Forest Law enforcement through district blacklisting in the Brazlian Amazon
Elías Cisneros,
Sophie Zhou and
Jan Borner
No 211547, 2015 Conference, August 9-14, 2015, Milan, Italy from International Association of Agricultural Economists
Abstract:
Deforestation in the Brazilian Amazon has dropped substantially after a peak at over 27 thousand square kilometers in 2004. Starting in 2008, the Brazilian Ministry of the Environment has regularly published blacklists of critical districts with high annual forest loss. Farms in blacklisted districts face stricter registration and environmental licensing rules. In this paper, we quantify the impact of blacklisting on deforestation. We first use spatial matching techniques using a large set of covariates to identify appropriate control districts.
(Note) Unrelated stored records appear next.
// Copyright Amazon.com, Inc. or its affiliates. All Rights Reserved.
// SPDX-License-Identifier: Apache-2.0

use crate::orchestrator::{OrchError, OrchResult};
use aws_sdk_ecs::types::{LaunchType, NetworkConfiguration};
use tracing::debug;

// A failure entry returned next to the results of a describe or run call.
#[derive(Clone, Debug, Default, PartialEq, Eq)]
pub struct Failure {
    pub arn: Option<String>,
    pub reason: Option<String>,
}

impl From<&aws_sdk_ecs::types::Failure> for Failure {
    fn from(failure: &aws_sdk_ecs::types::Failure) -> Self {
        Failure {
            arn: failure.arn().map(|s| s.to_string()),
            reason: failure.reason().map(|s| s.to_string()),
        }
    }
}

/// Only the first failure entry is surfaced, even if more were reported.
pub fn confirm_no_failure(failures: &[Failure]) -> OrchResult<()> {
    match failures.first() {
        Some(failure) => Err(OrchError::Failure {
            arn: failure.arn.clone().unwrap_or_default(),
            reason: failure.reason.clone().unwrap_or_default(),
        }),
        None => Ok(()),
    }
}

// The parts of a service which a launched task inherits.
#[derive(Clone, Debug, Default, PartialEq)]
pub struct ServiceDetail {
    pub service_arn: Option<String>,
    pub launch_type: Option<LaunchType>,
    pub network_configuration: Option<NetworkConfiguration>,
}

#[derive(Clone, Debug, Default, PartialEq)]
pub struct ServiceList {
    pub services: Vec<ServiceDetail>,
    pub failures: Vec<Failure>,
}

#[derive(Clone, Debug, PartialEq)]
pub struct RunTaskRequest {
    pub cluster: String,
    pub count: i32,
    pub task_definition_arn: String,
    pub launch_type: Option<LaunchType>,
    pub network_configuration: Option<NetworkConfiguration>,
}

impl RunTaskRequest {
    // Launch settings always come from the service, never the task definition.
    pub fn new(
        cluster: &str,
        count: i32,
        task_definition_arn: String,
        service: &ServiceDetail,
    ) -> Self {
        RunTaskRequest {
            cluster: cluster.to_string(),
            count,
            task_definition_arn,
            launch_type: service.launch_type.clone(),
            network_configuration: service.network_configuration.clone(),
        }
    }
}

#[derive(Clone, Debug, Default, PartialEq, Eq)]
pub struct ContainerDetail {
    pub name: Option<String>,
    pub exit_code: Option<i32>,
    pub reason: Option<String>,
}

impl ContainerDetail {
    // A container without an exit code never reported success.
    pub fn failed(&self) -> bool {
        self.exit_code != Some(0)
    }
}

impl From<&aws_sdk_ecs::types::Container> for ContainerDetail {
    fn from(container: &aws_sdk_ecs::types::Container) -> Self {
        ContainerDetail {
            name: container.name().map(|s| s.to_string()),
            exit_code: container.exit_code(),
            reason: container.reason().map(|s| s.to_string()),
        }
    }
}

#[derive(Clone, Debug, Default, PartialEq, Eq)]
pub struct TaskDetail {
    pub task_arn: Option<String>,
    pub last_status: Option<String>,
    pub containers: Vec<ContainerDetail>,
}

impl From<&aws_sdk_ecs::types::Task> for TaskDetail {
    fn from(task: &aws_sdk_ecs::types::Task) -> Self {
        TaskDetail {
            task_arn: task.task_arn().map(|s| s.to_string()),
            last_status: task.last_status().map(|s| s.to_string()),
            containers: task.containers().iter().map(ContainerDetail::from).collect(),
        }
    }
}

#[derive(Clone, Debug, Default, PartialEq, Eq)]
pub struct TaskList {
    pub tasks: Vec<TaskDetail>,
    pub failures: Vec<Failure>,
}

impl TaskList {
    pub fn task_arns(&self) -> Vec<String> {
        self.tasks
            .iter()
            .filter_map(|task| task.task_arn.clone())
            .collect()
    }

    /// Unlike failure entries, every failed container is reported.
    pub fn confirm_containers_succeeded(&self) -> OrchResult<()> {
        let reasons: Vec<String> = self
            .tasks
            .iter()
            .flat_map(|task| task.containers.iter())
            .filter(|container| container.failed())
            .map(|container| {
                debug!(
                    "container {:?} exited with {:?}: {:?}",
                    container.name, container.exit_code, container.reason
                );
                container.reason.clone().unwrap_or_default()
            })
            .collect();

        if reasons.is_empty() {
            Ok(())
        } else {
            Err(OrchError::TaskFailed { reasons })
        }
    }
}
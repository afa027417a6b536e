// Copyright Amazon.com, Inc. or its affiliates. All Rights Reserved.
// SPDX-License-Identifier: Apache-2.0

use core::time::Duration;

pub const STATE: State = State {
    version: "v0.1.0",

    // wait
    poll_delay_tasks: Duration::from_secs(5),
    default_wait_minutes: 360, // 6 hours

    // ecs
    stopped_status: "STOPPED",
    wait_enabled_value: "true",
};

pub struct State {
    pub version: &'static str,

    // wait
    pub poll_delay_tasks: Duration,
    pub default_wait_minutes: u64,

    // ecs
    pub stopped_status: &'static str,
    pub wait_enabled_value: &'static str,
}

impl State {
    // Number of polls which fit in `minutes` at the fixed poll delay.
    pub fn max_poll_attempts(&self, minutes: u64) -> u64 {
        minutes.saturating_mul(60) / self.poll_delay_tasks.as_secs()
    }
}
//! Type-safe identifiers.
//!
//! Newtype wrappers around [`uuid::Uuid`] (v4) so that dog, user, match,
//! and outcome identifiers cannot be confused with one another.

use std::fmt;

use serde::{Deserialize, Serialize};
use utoipa::ToSchema;

/// Unique identifier for a dog profile.
///
/// Wraps a UUID v4. Generated once at registration time and immutable
/// thereafter. Used as the dictionary key in [`super::DogRegistry`].
#[derive(
    Debug, Clone, Copy, PartialEq, Eq, PartialOrd, Ord, Hash, Serialize, Deserialize, ToSchema,
)]
#[serde(transparent)]
pub struct DogId(uuid::Uuid);

impl DogId {
    /// Creates a new random `DogId` (UUID v4).
    #[must_use]
    pub fn new() -> Self {
        Self(uuid::Uuid::new_v4())
    }

    /// Creates a `DogId` from an existing [`uuid::Uuid`].
    #[must_use]
    pub const fn from_uuid(uuid: uuid::Uuid) -> Self {
        Self(uuid)
    }

    /// Returns the inner [`uuid::Uuid`].
    #[must_use]
    pub const fn as_uuid(&self) -> &uuid::Uuid {
        &self.0
    }
}

impl Default for DogId {
    fn default() -> Self {
        Self::new()
    }
}

impl fmt::Display for DogId {
    fn fmt(&self, f: &mut fmt::Formatter<'_>) -> fmt::Result {
        write!(f, "{}", self.0)
    }
}

impl From<uuid::Uuid> for DogId {
    fn from(uuid: uuid::Uuid) -> Self {
        Self(uuid)
    }
}

impl From<DogId> for uuid::Uuid {
    fn from(id: DogId) -> Self {
        id.0
    }
}

/// Unique identifier for a marketplace user.
///
/// This service does not authenticate; user identifiers arrive from the
/// upstream auth layer and are treated as opaque.
#[derive(Debug, Clone, Copy, PartialEq, Eq, Hash, Serialize, Deserialize, ToSchema)]
#[serde(transparent)]
pub struct UserId(uuid::Uuid);

impl UserId {
    /// Creates a new random `UserId` (UUID v4).
    #[must_use]
    pub fn new() -> Self {
        Self(uuid::Uuid::new_v4())
    }

    /// Creates a `UserId` from an existing [`uuid::Uuid`].
    #[must_use]
    pub const fn from_uuid(uuid: uuid::Uuid) -> Self {
        Self(uuid)
    }

    /// Returns the inner [`uuid::Uuid`].
    #[must_use]
    pub const fn as_uuid(&self) -> &uuid::Uuid {
        &self.0
    }
}

impl fmt::Display for UserId {
    fn fmt(&self, f: &mut fmt::Formatter<'_>) -> fmt::Result {
        write!(f, "{}", self.0)
    }
}

impl From<uuid::Uuid> for UserId {
    fn from(uuid: uuid::Uuid) -> Self {
        Self(uuid)
    }
}

impl From<UserId> for uuid::Uuid {
    fn from(id: UserId) -> Self {
        id.0
    }
}

/// Unique identifier for a match request.
///
/// Used as the dictionary key in [`super::MatchRegistry`] and as the
/// correlation id on every emitted [`super::MatchEvent`].
#[derive(Debug, Clone, Copy, PartialEq, Eq, Hash, Serialize, Deserialize, ToSchema)]
#[serde(transparent)]
pub struct MatchId(uuid::Uuid);

impl MatchId {
    /// Creates a new random `MatchId` (UUID v4).
    #[must_use]
    pub fn new() -> Self {
        Self(uuid::Uuid::new_v4())
    }

    /// Creates a `MatchId` from an existing [`uuid::Uuid`].
    #[must_use]
    pub const fn from_uuid(uuid: uuid::Uuid) -> Self {
        Self(uuid)
    }

    /// Returns the inner [`uuid::Uuid`].
    #[must_use]
    pub const fn as_uuid(&self) -> &uuid::Uuid {
        &self.0
    }
}

impl Default for MatchId {
    fn default() -> Self {
        Self::new()
    }
}

impl fmt::Display for MatchId {
    fn fmt(&self, f: &mut fmt::Formatter<'_>) -> fmt::Result {
        write!(f, "{}", self.0)
    }
}

impl From<uuid::Uuid> for MatchId {
    fn from(uuid: uuid::Uuid) -> Self {
        Self(uuid)
    }
}

impl From<MatchId> for uuid::Uuid {
    fn from(id: MatchId) -> Self {
        id.0
    }
}

/// Unique identifier for a recorded match outcome.
#[derive(Debug, Clone, Copy, PartialEq, Eq, Hash, Serialize, Deserialize, ToSchema)]
#[serde(transparent)]
pub struct OutcomeId(uuid::Uuid);

impl OutcomeId {
    /// Creates a new random `OutcomeId` (UUID v4).
    #[must_use]
    pub fn new() -> Self {
        Self(uuid::Uuid::new_v4())
    }

    /// Returns the inner [`uuid::Uuid`].
    #[must_use]
    pub const fn as_uuid(&self) -> &uuid::Uuid {
        &self.0
    }
}

impl fmt::Display for OutcomeId {
    fn fmt(&self, f: &mut fmt::Formatter<'_>) -> fmt::Result {
        write!(f, "{}", self.0)
    }
}

#[cfg(test)]
#[allow(clippy::panic)]
mod tests {
    use super::*;

    #[test]
    fn new_generates_unique_ids() {
        assert_ne!(DogId::new(), DogId::new());
        assert_ne!(UserId::new(), UserId::new());
        assert_ne!(MatchId::new(), MatchId::new());
    }

    #[test]
    fn display_is_uuid_format() {
        let id = MatchId::new();
        let s = format!("{id}");
        assert_eq!(s.len(), 36); // UUID string length
        assert!(s.contains('-'));
    }

    #[test]
    fn serde_round_trip() {
        let id = DogId::new();
        let json = serde_json::to_string(&id).ok();
        let Some(json) = json else {
            panic!("serialization failed");
        };
        let deserialized: DogId = serde_json::from_str(&json).ok().unwrap_or_else(|| {
            panic!("deserialization failed");
        });
        assert_eq!(id, deserialized);
    }

    #[test]
    fn from_uuid_round_trip() {
        let uuid = uuid::Uuid::new_v4();
        let id = UserId::from_uuid(uuid);
        assert_eq!(*id.as_uuid(), uuid);
    }

    #[test]
    fn hash_works_in_hashmap() {
        use std::collections::HashMap;
        let id = MatchId::new();
        let mut map = HashMap::new();
        map.insert(id, "test");
        assert_eq!(map.get(&id), Some(&"test"));
    }
}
We then explore the effect of blacklisting on change in deforestation in double difference regression analyses using panel data covering the period from 2002-2012. Several robustness checks are conducted including an analysis of field-based enforcement missions as a potential causal mechanism behind the effectiveness of the blacklist. We find that the blacklist has considerably reduced deforestation in the affected districts even after controlling for in situ enforcement activities.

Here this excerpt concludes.